Consciente de lo que aquél había querido decir, Niall lo miró ceñudo, y Duncan, cabeceando, añadió:

—Esa mujer a la que miras como un bobo babeante es tu esposa. Pero si no quieres perderla, deja de tontear con la McLeod.

—No tonteo con Diane.

—¿Estás seguro que no tonteas con la McLeod? Porque siento decirte, hermano, que es lo que piensa todo el mundo y…

—Seguro que Megan ya te ha ido con ese cuento, ¿verdad?

Molesto, Duncan contestó:

—Megan también se ha dado cuenta, pero no estoy hablando de eso. Te hablo de que todo el mundo comienza a murmurar. Te acabas de desposar con Gillian y no es normal que te vayas de caza o pasees con la McLeod. —Al ver que su hermano no contestaba, inquirió—: ¿Te gustaría que Gillian se marchara con otro hombre de paseo por el bosque? Porque te recuerdo que tú lo haces ante ella y ante todos, y estoy seguro de que es para darle celos.

El cuerpo de Niall reaccionó a la regañina de su hermano y sacando pecho, le aseguró:

—Nunca lo hará por la cuenta que le trae.

—Escucha, ella…

Niall no le dio tiempo a terminar.

—En cuanto a lo de darle celos, no sé de lo que hablas. Diane sólo es una joven muy agradable.

Una gran risotada de Duncan hizo que Niall lo mirara y gruñera.

—Deja ya de reír como un idiota si no quieres que me enfade contigo.

Pero su hermano, dándole un golpe en la espalda, continuó riendo.

—¿De verdad tengo que creer que hubieras deseado un matrimonio con una mujer como la McLeod antes que con Gillian?

—No.

—Lo sabía —contestó el highlander aún riendo mientras contemplaba cómo Megan y Shelma disfrutaban juntas.

—Pero a veces me gustaría que fuera menos impetuosa, menos guerrera, menos…

—No digas tonterías —le cortó Duncan—. Si algo te ha gustado siempre de ella es su manera de ser. A ti y a mí no nos gustan las mujercitas al uso que sólo cosen y visitan las abadías. A los McRae nos atraen las mujeres con carácter, capaces de blandir una espada en defensa de los suyos, y dulces y apasionadas en la intimidad.

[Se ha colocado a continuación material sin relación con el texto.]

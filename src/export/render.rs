// src/export/render.rs

//! Document rendering.
//!
//! The exporter hands each template a fixed data shape and writes the
//! returned text verbatim; `Renderer` is that contract. `StaticRenderer`
//! is the built-in implementation producing plain HTML and XML.

use std::fmt::Write as _;

use crate::models::{Entry, SiteConfig};
use crate::pipeline::ScopeIndex;

/// The seven logical templates of the export contract.
///
/// Index and RSS2 documents receive the level's entry subset plus site
/// config; the sitemap receives the scope indexes and a generation date.
pub trait Renderer {
    fn top_index(&self, entries: &[&Entry], site: &SiteConfig) -> String;
    fn top_rss2(&self, entries: &[&Entry], site: &SiteConfig) -> String;
    fn category_index(&self, category: &str, entries: &[&Entry], site: &SiteConfig) -> String;
    fn category_rss2(&self, category: &str, entries: &[&Entry], site: &SiteConfig) -> String;
    fn author_index(&self, author: &str, entries: &[&Entry], site: &SiteConfig) -> String;
    fn author_rss2(&self, author: &str, entries: &[&Entry], site: &SiteConfig) -> String;
    fn sitemap(
        &self,
        categories: &ScopeIndex,
        authors: &ScopeIndex,
        generated_on: &str,
        site: &SiteConfig,
    ) -> String;
}

/// Compose the title for a scoped level.
pub fn scoped_title(scope: &str, site: &SiteConfig) -> String {
    format!("{} | {}", scope, site.title)
}

/// Compose the public URL for a category level.
pub fn category_url(category: &str, site: &SiteConfig) -> String {
    format!("{}{}/", site.url, category)
}

/// Compose the public URL for an author level.
pub fn author_url(author: &str, site: &SiteConfig) -> String {
    format!("{}author/{}/", site.url, author)
}

/// Built-in renderer producing static HTML and XML documents.
pub struct StaticRenderer;

impl Renderer for StaticRenderer {
    fn top_index(&self, entries: &[&Entry], site: &SiteConfig) -> String {
        render_index(&site.title, &site.url, entries, site)
    }

    fn top_rss2(&self, entries: &[&Entry], site: &SiteConfig) -> String {
        render_rss2(&site.title, &site.url, entries, site)
    }

    fn category_index(&self, category: &str, entries: &[&Entry], site: &SiteConfig) -> String {
        render_index(
            &scoped_title(category, site),
            &category_url(category, site),
            entries,
            site,
        )
    }

    fn category_rss2(&self, category: &str, entries: &[&Entry], site: &SiteConfig) -> String {
        render_rss2(
            &scoped_title(category, site),
            &category_url(category, site),
            entries,
            site,
        )
    }

    fn author_index(&self, author: &str, entries: &[&Entry], site: &SiteConfig) -> String {
        render_index(
            &scoped_title(author, site),
            &author_url(author, site),
            entries,
            site,
        )
    }

    fn author_rss2(&self, author: &str, entries: &[&Entry], site: &SiteConfig) -> String {
        render_rss2(
            &scoped_title(author, site),
            &author_url(author, site),
            entries,
            site,
        )
    }

    fn sitemap(
        &self,
        categories: &ScopeIndex,
        authors: &ScopeIndex,
        generated_on: &str,
        site: &SiteConfig,
    ) -> String {
        let mut urls = String::new();
        let _ = write!(
            urls,
            "  <url>\n    <loc>{}</loc>\n    <lastmod>{}</lastmod>\n  </url>\n",
            escape(&site.url),
            generated_on
        );
        for category in categories.iter() {
            let _ = write!(
                urls,
                "  <url>\n    <loc>{}</loc>\n    <lastmod>{}</lastmod>\n  </url>\n",
                escape(&category_url(category, site)),
                generated_on
            );
        }
        for author in authors.iter() {
            let _ = write!(
                urls,
                "  <url>\n    <loc>{}</loc>\n    <lastmod>{}</lastmod>\n  </url>\n",
                escape(&author_url(author, site)),
                generated_on
            );
        }

        format!(
            "<?xml version=\"1.0\" encoding=\"UTF-8\"?>\n\
             <urlset xmlns=\"http://www.sitemaps.org/schemas/sitemap/0.9\">\n\
             {urls}</urlset>"
        )
    }
}

fn render_index(title: &str, base_url: &str, entries: &[&Entry], site: &SiteConfig) -> String {
    let mut rows = String::new();
    for entry in entries {
        let _ = write!(
            rows,
            "      <li class=\"{}\">\n        <a href=\"{}\">{}</a>\n        \
             <a class=\"category\" href=\"{}\">{}</a>\n        \
             <a class=\"author\" href=\"{}\">{}</a>\n        \
             <time datetime=\"{}\">{}</time>\n      </li>\n",
            entry.recency.css_class(),
            escape(&entry.html_url),
            escape(&entry.title),
            escape(&category_url(&entry.category, site)),
            escape(&entry.category),
            escape(&author_url(&entry.author, site)),
            escape(&entry.author),
            entry.updated_at.to_rfc3339(),
            escape(&entry.updated_at_display),
        );
    }

    format!(
        "<!DOCTYPE html>\n\
         <html lang=\"en\">\n\
         <head>\n\
         <meta charset=\"utf-8\">\n\
         <title>{title}</title>\n\
         <link rel=\"alternate\" type=\"application/rss+xml\" href=\"{base}rss2.xml\">\n\
         <link rel=\"alternate\" type=\"application/feed+json\" href=\"{base}feed.json\">\n\
         </head>\n\
         <body>\n\
         <h1>{title}</h1>\n\
         <p>{description}</p>\n\
         <ul class=\"entries\">\n{rows}    </ul>\n\
         </body>\n\
         </html>",
        title = escape(title),
        base = escape(base_url),
        description = escape(&site.description),
        rows = rows,
    )
}

fn render_rss2(title: &str, base_url: &str, entries: &[&Entry], site: &SiteConfig) -> String {
    let mut items = String::new();
    for entry in entries {
        let _ = write!(
            items,
            "    <item>\n      <title>{}</title>\n      <link>{}</link>\n      \
             <guid isPermaLink=\"false\">{}</guid>\n      <category>{}</category>\n      \
             <pubDate>{}</pubDate>\n    </item>\n",
            escape(&entry.title),
            escape(&entry.html_url),
            escape(&entry.id),
            escape(&entry.category),
            escape(&entry.updated_at_rfc2822),
        );
    }

    format!(
        "<?xml version=\"1.0\" encoding=\"UTF-8\"?>\n\
         <rss version=\"2.0\">\n\
         <channel>\n\
         <title>{title}</title>\n\
         <link>{link}</link>\n\
         <description>{description}</description>\n\
         {items}</channel>\n\
         </rss>",
        title = escape(title),
        link = escape(base_url),
        description = escape(&site.description),
        items = items,
    )
}

/// Escape text for HTML/XML element and attribute content.
fn escape(text: &str) -> String {
    let mut escaped = String::with_capacity(text.len());
    for c in text.chars() {
        match c {
            '&' => escaped.push_str("&amp;"),
            '<' => escaped.push_str("&lt;"),
            '>' => escaped.push_str("&gt;"),
            '"' => escaped.push_str("&quot;"),
            '\'' => escaped.push_str("&#39;"),
            _ => escaped.push(c),
        }
    }
    escaped
}

#[cfg(test)]
mod tests {
    use super::*;
    use crate::models::RecencyClass;
    use chrono::{TimeZone, Utc};
    use pretty_assertions::assert_eq;

    fn site() -> SiteConfig {
        SiteConfig {
            title: "Repo Station".to_string(),
            description: "Repositories by topic".to_string(),
            url: "https://example.com/station/".to_string(),
        }
    }

    fn sample_entry() -> Entry {
        Entry {
            id: "alice_sample-repo".to_string(),
            title: "sample <repo>".to_string(),
            category: "ghost".to_string(),
            author: "alice".to_string(),
            html_url: "https://example.com/alice/sample-repo".to_string(),
            created_at: Utc.with_ymd_and_hms(2025, 1, 10, 0, 0, 0).unwrap(),
            updated_at: Utc.with_ymd_and_hms(2025, 6, 1, 12, 0, 0).unwrap(),
            created_at_display: "2025-01-10 09:00:00".to_string(),
            updated_at_display: "2025-06-01 21:00:00".to_string(),
            updated_at_rfc2822: "Sun, 01 Jun 2025 21:00:00 +0900".to_string(),
            recency: RecencyClass::Current,
        }
    }

    #[test]
    fn test_escape() {
        assert_eq!(
            escape(r#"a & <b> "c" 'd'"#),
            "a &amp; &lt;b&gt; &quot;c&quot; &#39;d&#39;"
        );
    }

    #[test]
    fn test_scoped_title_and_urls() {
        let site = site();
        assert_eq!(scoped_title("ghost", &site), "ghost | Repo Station");
        assert_eq!(
            category_url("ghost", &site),
            "https://example.com/station/ghost/"
        );
        assert_eq!(
            author_url("alice", &site),
            "https://example.com/station/author/alice/"
        );
    }

    #[test]
    fn test_index_contains_entry_row() {
        let entry = sample_entry();
        let html = StaticRenderer.top_index(&[&entry], &site());

        assert!(html.contains("<title>Repo Station</title>"));
        assert!(html.contains("class=\"days-over-0\""));
        assert!(html.contains("sample &lt;repo&gt;"));
        assert!(html.contains("https://example.com/station/author/alice/"));
        assert!(html.contains("2025-06-01 21:00:00"));
    }

    #[test]
    fn test_scoped_index_title() {
        let entry = sample_entry();
        let html = StaticRenderer.category_index("ghost", &[&entry], &site());
        assert!(html.contains("<title>ghost | Repo Station</title>"));
    }

    #[test]
    fn test_rss2_item_fields() {
        let entry = sample_entry();
        let xml = StaticRenderer.top_rss2(&[&entry], &site());

        assert!(xml.contains("<rss version=\"2.0\">"));
        assert!(xml.contains("<guid isPermaLink=\"false\">alice_sample-repo</guid>"));
        assert!(xml.contains("<pubDate>Sun, 01 Jun 2025 21:00:00 +0900</pubDate>"));
        assert!(xml.contains("<link>https://example.com/alice/sample-repo</link>"));
    }

    #[test]
    fn test_sitemap_lists_every_scope() {
        let categories = ScopeIndex::from_values(["ghost", "shell"]);
        let authors = ScopeIndex::from_values(["alice"]);
        let xml = StaticRenderer.sitemap(&categories, &authors, "2025-06-02", &site());

        assert!(xml.contains("<loc>https://example.com/station/</loc>"));
        assert!(xml.contains("<loc>https://example.com/station/ghost/</loc>"));
        assert!(xml.contains("<loc>https://example.com/station/shell/</loc>"));
        assert!(xml.contains("<loc>https://example.com/station/author/alice/</loc>"));
        assert!(xml.contains("<lastmod>2025-06-02</lastmod>"));
    }
}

Niall sonrió, y Duncan prosiguió:

—Hace algún tiempo un amigo… —dijo pensando en Kieran O’Hara— me comentó que nunca intentara domesticar ni cambiar a Megan porque dejaría de ser ella. Y te puedo asegurar que aún le doy las gracias por esas palabras. Me gusta cómo es, aunque en ocasiones esa cabezonería suya me haga sentir ganas de matarla. Adoro su forma de ser. Me enloquecen nuestras peleas, y más aún nuestras reconciliaciones. Me apasiona verla disfrutar de la vida de nuestras hijas, de su locura y del amor. Y eso, hermano, no tiene precio.

Niall se sintió conmovido ante la franqueza de Duncan y sonrió. Siempre había sabido que Megan y su hermano estaban hechos el uno para el otro, y también sabía que Gillian y su cuñada estaban cortadas por el mismo patrón. Eran dos guerreras.

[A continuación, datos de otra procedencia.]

//! Raw repository search API shapes.

use chrono::{DateTime, Utc};
use serde::{Deserialize, Serialize};

/// One page of the repository search response.
#[derive(Debug, Clone, Serialize, Deserialize)]
pub struct SearchPage {
    /// Hits in API-supplied order
    pub items: Vec<RawSearchItem>,
}

/// One repository hit from the search API.
///
/// Ephemeral input shape; the pipeline turns it into an [`Entry`]
/// or drops it during classification.
///
/// [`Entry`]: crate::models::Entry
#[derive(Debug, Clone, Serialize, Deserialize)]
pub struct RawSearchItem {
    /// Identity path, `owner/name`
    pub full_name: String,

    /// Display name
    pub name: String,

    /// Repository owner
    pub owner: RepoOwner,

    /// Topic tags as supplied by the API
    #[serde(default)]
    pub topics: Vec<String>,

    /// Canonical web URL
    pub html_url: String,

    /// Creation instant
    pub created_at: DateTime<Utc>,

    /// Last push instant
    pub pushed_at: DateTime<Utc>,
}

/// Repository owner reference.
#[derive(Debug, Clone, Serialize, Deserialize)]
pub struct RepoOwner {
    pub login: String,
}

/// Authoritative timestamps fetched from a redirect target.
#[derive(Debug, Clone, Serialize, Deserialize)]
pub struct RepoTimestamps {
    pub created_at: DateTime<Utc>,
    pub pushed_at: DateTime<Utc>,
}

—Vale, Duncan, entiendo lo que me quieres decir, pero…

—No hay peros que valgan, Niall. Si realmente la quieres, ámala, y déjate de jueguecitos con Diane. Porque conociendo a Gillian, tarde o temprano, ese juego te traerá problemas.

Una vez dicho eso, Duncan le dio un golpe en el hombro y se dirigió hacia su mujer.

Cuando llegó hasta ella la besó y, tras guiñarle un ojo a su hermano, que sonrió, se marchó a dar un paseo con ella.